# ACTION ITEM
Which lines in the data below contain the word "impl"? Pull each of them out.
### PROVIDED INFORMATION ###
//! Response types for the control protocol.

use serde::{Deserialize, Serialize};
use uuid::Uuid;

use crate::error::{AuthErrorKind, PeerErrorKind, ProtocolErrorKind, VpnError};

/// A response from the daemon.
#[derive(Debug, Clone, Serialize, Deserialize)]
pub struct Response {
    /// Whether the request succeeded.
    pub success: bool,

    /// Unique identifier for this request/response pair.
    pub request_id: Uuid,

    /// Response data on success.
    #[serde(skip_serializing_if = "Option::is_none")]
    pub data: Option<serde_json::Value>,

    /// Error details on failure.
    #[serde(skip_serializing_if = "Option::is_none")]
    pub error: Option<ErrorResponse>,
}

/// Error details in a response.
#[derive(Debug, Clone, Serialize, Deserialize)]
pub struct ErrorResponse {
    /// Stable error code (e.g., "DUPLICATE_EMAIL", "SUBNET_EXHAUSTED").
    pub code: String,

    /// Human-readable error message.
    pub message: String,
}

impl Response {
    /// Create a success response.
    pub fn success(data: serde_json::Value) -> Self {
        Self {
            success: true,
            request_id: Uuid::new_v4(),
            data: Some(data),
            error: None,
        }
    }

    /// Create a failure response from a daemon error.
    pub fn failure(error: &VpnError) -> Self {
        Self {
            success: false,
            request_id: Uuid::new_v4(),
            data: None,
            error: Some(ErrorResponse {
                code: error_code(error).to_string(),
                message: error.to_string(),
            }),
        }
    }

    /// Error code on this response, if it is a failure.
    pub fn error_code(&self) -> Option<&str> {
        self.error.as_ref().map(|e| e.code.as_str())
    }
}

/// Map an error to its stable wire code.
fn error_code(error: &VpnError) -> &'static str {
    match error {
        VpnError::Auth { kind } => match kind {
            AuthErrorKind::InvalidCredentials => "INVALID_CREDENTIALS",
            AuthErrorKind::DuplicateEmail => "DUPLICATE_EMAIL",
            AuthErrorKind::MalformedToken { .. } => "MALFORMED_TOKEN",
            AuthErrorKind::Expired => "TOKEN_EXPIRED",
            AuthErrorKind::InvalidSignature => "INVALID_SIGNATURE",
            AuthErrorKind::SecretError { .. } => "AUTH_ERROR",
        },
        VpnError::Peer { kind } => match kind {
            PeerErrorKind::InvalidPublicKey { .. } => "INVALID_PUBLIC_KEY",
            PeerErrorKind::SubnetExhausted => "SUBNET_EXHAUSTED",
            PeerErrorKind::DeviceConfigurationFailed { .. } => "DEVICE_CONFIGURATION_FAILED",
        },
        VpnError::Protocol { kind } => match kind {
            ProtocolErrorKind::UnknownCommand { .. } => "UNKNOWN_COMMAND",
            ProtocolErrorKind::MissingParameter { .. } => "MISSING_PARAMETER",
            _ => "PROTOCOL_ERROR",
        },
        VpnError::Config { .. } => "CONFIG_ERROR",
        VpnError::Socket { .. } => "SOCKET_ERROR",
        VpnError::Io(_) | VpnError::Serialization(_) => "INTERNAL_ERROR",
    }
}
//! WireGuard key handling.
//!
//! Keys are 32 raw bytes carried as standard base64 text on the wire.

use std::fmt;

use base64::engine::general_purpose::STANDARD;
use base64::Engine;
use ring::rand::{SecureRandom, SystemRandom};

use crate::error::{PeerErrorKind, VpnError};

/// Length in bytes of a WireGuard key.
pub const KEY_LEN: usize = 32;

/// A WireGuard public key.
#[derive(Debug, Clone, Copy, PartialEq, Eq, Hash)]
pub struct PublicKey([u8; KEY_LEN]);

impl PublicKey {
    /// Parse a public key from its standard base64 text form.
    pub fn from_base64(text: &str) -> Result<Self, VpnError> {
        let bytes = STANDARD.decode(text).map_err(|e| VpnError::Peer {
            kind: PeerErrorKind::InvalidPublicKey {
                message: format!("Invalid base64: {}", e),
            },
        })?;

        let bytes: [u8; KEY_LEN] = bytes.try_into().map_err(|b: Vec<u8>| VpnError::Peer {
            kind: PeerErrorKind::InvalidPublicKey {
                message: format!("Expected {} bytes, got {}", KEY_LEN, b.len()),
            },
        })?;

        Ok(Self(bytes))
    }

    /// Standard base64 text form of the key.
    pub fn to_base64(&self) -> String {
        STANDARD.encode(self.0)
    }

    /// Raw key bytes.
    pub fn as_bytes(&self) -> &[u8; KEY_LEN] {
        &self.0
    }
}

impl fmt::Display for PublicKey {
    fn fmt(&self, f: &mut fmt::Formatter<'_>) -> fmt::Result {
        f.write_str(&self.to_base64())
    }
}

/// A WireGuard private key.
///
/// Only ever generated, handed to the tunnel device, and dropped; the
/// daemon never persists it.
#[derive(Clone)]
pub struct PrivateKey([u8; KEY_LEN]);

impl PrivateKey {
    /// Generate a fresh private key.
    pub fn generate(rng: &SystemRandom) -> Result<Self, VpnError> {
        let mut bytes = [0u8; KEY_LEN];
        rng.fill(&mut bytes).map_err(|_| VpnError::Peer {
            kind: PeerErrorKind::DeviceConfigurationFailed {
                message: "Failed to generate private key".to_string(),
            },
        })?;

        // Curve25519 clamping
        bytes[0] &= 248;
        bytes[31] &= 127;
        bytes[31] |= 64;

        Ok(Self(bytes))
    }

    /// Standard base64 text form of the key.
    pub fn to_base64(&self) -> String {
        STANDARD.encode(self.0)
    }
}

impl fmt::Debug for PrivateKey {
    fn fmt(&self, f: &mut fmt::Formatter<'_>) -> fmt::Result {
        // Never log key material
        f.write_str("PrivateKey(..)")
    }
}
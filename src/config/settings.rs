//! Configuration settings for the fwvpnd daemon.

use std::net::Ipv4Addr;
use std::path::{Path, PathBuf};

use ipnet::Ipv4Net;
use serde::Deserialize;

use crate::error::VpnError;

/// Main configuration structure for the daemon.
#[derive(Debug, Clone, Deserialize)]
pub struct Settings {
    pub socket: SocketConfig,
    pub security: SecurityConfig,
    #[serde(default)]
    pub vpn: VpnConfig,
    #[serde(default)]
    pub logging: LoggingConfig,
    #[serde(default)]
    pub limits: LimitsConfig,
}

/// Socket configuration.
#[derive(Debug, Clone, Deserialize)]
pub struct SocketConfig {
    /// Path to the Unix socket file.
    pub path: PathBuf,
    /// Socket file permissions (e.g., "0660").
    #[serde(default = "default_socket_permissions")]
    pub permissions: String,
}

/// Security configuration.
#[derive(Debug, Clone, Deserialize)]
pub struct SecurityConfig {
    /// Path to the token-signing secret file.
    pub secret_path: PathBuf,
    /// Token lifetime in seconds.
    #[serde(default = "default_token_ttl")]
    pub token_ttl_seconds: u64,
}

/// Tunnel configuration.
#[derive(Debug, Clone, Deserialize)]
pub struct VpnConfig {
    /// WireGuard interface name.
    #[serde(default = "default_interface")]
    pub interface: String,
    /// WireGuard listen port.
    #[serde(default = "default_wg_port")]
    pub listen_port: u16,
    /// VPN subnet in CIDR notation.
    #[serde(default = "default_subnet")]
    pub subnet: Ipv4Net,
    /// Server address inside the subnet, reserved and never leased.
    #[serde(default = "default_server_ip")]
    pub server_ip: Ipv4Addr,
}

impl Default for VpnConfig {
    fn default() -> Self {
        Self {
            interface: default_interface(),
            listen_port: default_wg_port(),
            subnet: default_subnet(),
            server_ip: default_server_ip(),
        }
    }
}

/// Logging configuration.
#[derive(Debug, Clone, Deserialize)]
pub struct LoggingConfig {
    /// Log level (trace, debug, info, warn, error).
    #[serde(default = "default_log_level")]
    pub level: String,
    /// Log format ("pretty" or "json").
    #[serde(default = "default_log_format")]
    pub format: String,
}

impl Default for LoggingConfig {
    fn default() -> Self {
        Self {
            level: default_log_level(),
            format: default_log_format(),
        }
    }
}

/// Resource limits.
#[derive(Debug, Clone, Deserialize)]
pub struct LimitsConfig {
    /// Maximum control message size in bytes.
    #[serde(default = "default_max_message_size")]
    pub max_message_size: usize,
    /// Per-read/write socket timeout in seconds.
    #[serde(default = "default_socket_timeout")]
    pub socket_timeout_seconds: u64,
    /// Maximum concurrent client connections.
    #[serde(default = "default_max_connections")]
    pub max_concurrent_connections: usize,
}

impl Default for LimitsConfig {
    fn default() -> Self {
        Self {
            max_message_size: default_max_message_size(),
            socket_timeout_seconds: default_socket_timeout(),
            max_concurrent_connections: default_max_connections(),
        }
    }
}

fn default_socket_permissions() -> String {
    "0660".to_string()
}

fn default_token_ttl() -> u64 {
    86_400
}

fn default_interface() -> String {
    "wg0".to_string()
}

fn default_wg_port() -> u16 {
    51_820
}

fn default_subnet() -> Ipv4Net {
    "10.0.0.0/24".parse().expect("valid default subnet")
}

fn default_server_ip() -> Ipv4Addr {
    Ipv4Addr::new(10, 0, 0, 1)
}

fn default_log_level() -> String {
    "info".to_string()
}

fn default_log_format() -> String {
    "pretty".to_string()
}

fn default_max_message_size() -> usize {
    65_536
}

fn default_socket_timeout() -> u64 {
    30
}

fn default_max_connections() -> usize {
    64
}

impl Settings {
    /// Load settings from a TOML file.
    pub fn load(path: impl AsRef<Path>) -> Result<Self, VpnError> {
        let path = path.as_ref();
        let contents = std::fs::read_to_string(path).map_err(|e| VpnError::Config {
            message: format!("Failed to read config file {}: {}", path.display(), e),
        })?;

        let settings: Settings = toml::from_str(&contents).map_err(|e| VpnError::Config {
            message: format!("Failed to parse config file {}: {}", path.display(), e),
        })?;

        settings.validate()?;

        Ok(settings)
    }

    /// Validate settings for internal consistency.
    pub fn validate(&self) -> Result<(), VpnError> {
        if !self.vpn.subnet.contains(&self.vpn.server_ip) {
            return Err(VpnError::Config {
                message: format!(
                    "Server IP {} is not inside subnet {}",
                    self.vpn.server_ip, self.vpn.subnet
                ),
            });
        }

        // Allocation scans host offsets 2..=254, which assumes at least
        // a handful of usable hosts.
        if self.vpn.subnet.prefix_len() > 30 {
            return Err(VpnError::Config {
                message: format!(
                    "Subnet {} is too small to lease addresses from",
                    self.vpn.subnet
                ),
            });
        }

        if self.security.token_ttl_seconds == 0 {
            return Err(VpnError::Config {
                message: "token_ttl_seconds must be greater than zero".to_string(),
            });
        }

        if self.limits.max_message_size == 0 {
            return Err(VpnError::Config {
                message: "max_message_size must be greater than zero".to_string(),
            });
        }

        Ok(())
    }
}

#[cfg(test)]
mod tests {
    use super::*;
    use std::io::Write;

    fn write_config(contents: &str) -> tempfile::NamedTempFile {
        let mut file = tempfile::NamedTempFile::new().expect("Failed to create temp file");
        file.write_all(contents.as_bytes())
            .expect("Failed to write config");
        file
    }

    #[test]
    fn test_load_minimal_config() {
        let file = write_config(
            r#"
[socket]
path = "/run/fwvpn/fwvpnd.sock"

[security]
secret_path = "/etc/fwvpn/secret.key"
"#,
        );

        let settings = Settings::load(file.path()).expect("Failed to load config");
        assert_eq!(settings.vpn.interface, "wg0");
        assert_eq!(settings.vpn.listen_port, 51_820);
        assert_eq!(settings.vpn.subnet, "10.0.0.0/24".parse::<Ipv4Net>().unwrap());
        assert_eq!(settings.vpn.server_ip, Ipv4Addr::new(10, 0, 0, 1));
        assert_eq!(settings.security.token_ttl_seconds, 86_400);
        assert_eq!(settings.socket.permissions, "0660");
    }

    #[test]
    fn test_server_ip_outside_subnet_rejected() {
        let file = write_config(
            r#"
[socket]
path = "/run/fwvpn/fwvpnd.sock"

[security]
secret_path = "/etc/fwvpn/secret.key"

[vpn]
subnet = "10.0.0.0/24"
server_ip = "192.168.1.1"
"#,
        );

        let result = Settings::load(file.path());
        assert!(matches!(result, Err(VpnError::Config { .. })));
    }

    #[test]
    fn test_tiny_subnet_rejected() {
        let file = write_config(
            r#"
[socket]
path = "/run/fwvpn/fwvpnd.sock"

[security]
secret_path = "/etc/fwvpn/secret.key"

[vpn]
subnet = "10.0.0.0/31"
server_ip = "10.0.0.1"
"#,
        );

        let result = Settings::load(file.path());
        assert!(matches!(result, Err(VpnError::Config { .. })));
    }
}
###
# WRITTEN SOLUTION
impl Response {
impl PublicKey {
impl fmt::Display for PublicKey {
impl PrivateKey {
impl fmt::Debug for PrivateKey {
impl Default for VpnConfig {
impl Default for LoggingConfig {
impl Default for LimitsConfig {
impl Settings {
    pub fn load(path: impl AsRef<Path>) -> Result<Self, VpnError> {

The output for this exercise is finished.